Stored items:

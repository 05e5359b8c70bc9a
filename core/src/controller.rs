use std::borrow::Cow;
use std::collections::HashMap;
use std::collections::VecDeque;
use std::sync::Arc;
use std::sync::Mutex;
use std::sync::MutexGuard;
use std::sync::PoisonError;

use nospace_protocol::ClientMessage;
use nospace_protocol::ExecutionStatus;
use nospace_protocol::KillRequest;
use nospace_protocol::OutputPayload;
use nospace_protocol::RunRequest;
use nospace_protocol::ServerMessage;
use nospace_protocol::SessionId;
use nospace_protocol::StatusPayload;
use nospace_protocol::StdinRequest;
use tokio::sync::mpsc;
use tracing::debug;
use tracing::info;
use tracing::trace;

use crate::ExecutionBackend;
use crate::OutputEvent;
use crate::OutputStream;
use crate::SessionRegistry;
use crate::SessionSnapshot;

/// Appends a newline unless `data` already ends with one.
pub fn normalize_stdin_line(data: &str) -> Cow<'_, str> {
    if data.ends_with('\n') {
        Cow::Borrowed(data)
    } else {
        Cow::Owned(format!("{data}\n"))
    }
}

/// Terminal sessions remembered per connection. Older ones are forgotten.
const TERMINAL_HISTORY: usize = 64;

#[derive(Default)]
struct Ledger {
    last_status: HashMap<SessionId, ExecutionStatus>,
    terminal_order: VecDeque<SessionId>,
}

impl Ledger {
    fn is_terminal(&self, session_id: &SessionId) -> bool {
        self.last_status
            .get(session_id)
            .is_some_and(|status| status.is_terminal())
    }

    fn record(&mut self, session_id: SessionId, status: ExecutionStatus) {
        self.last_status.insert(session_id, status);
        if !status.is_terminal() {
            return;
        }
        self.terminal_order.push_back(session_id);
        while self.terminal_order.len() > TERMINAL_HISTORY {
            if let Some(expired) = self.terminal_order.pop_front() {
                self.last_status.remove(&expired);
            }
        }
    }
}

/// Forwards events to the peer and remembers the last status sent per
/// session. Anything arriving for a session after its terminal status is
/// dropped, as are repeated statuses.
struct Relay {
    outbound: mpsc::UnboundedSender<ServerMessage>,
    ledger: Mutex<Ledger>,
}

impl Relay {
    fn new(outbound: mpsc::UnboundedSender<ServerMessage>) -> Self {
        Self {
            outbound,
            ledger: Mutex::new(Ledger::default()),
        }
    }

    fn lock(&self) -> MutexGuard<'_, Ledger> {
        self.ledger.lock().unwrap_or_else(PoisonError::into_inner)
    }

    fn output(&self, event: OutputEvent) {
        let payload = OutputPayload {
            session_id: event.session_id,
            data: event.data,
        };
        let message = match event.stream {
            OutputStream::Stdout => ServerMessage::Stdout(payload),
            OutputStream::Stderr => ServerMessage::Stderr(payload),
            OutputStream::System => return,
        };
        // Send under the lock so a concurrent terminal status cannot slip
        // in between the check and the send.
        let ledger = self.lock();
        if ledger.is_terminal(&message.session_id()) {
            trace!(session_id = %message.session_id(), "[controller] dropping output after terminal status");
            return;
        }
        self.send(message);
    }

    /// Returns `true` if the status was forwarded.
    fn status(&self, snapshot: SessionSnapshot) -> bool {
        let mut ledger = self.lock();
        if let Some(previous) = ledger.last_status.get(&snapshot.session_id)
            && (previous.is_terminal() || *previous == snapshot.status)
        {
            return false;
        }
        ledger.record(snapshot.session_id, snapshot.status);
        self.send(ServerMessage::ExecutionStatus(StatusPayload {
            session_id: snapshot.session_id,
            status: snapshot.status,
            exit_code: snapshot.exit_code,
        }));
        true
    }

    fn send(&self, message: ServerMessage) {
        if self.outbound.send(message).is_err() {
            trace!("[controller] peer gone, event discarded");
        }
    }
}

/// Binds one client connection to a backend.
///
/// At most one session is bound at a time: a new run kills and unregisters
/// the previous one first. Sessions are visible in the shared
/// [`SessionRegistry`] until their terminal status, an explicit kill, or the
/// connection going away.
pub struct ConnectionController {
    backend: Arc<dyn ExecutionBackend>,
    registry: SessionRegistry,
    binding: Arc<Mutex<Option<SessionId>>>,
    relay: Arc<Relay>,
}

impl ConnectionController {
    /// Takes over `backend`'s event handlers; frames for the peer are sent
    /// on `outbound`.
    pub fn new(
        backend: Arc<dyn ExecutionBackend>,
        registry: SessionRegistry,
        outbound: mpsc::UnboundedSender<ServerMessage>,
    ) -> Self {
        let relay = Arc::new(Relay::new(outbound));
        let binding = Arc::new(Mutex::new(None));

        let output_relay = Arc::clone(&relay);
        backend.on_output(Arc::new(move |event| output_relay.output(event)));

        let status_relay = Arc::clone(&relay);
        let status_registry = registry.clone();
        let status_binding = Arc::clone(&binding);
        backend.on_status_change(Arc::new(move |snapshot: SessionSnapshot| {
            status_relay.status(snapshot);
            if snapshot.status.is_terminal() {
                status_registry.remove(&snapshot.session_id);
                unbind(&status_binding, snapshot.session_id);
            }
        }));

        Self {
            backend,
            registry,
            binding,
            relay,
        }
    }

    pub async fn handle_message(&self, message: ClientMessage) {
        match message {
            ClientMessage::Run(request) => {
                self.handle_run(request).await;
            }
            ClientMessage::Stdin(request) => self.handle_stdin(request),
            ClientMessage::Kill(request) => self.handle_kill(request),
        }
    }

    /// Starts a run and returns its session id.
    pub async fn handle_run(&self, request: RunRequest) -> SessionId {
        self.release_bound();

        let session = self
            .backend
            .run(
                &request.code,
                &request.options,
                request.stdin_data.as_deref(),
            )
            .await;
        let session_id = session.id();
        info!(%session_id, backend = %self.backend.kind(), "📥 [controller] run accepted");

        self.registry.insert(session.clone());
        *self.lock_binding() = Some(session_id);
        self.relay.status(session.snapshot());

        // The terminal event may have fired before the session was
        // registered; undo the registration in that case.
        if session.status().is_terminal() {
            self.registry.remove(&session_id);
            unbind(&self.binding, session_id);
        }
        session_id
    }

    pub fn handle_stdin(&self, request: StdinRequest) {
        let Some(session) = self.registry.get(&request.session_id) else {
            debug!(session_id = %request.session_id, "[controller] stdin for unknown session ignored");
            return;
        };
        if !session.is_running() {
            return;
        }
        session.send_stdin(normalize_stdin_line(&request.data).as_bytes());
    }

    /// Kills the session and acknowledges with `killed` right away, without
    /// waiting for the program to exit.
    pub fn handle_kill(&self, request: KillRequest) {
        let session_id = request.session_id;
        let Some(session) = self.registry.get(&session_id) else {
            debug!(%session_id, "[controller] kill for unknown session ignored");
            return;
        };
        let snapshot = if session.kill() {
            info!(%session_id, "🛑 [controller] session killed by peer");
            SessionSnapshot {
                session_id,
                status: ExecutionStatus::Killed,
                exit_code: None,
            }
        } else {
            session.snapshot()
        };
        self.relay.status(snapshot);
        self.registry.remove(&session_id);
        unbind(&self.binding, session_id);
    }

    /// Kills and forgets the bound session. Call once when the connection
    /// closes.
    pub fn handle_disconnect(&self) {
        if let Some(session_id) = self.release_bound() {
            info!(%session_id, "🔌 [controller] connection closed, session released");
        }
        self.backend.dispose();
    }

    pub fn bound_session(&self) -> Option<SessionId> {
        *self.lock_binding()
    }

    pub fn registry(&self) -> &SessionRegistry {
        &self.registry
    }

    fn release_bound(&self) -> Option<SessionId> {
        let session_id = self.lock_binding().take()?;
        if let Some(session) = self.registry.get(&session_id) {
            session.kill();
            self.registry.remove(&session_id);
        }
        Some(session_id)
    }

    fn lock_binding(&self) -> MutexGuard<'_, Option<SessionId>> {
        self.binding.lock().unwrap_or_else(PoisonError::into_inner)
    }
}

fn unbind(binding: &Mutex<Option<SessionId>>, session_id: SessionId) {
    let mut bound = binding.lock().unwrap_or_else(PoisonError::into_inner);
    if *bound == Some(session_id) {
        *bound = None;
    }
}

**Exercise details**. Write out exactly the lines above between the line with "let relay = Arc::new(Relay::new(outbound));" and the line with "its session id.", inclusive, and nothing beyond them.

**Solution for this problem**.
        let relay = Arc::new(Relay::new(outbound));
        let binding = Arc::new(Mutex::new(None));

        let output_relay = Arc::clone(&relay);
        backend.on_output(Arc::new(move |event| output_relay.output(event)));

        let status_relay = Arc::clone(&relay);
        let status_registry = registry.clone();
        let status_binding = Arc::clone(&binding);
        backend.on_status_change(Arc::new(move |snapshot: SessionSnapshot| {
            status_relay.status(snapshot);
            if snapshot.status.is_terminal() {
                status_registry.remove(&snapshot.session_id);
                unbind(&status_binding, snapshot.session_id);
            }
        }));

        Self {
            backend,
            registry,
            binding,
            relay,
        }
    }

    pub async fn handle_message(&self, message: ClientMessage) {
        match message {
            ClientMessage::Run(request) => {
                self.handle_run(request).await;
            }
            ClientMessage::Stdin(request) => self.handle_stdin(request),
            ClientMessage::Kill(request) => self.handle_kill(request),
        }
    }

    /// Starts a run and returns its session id.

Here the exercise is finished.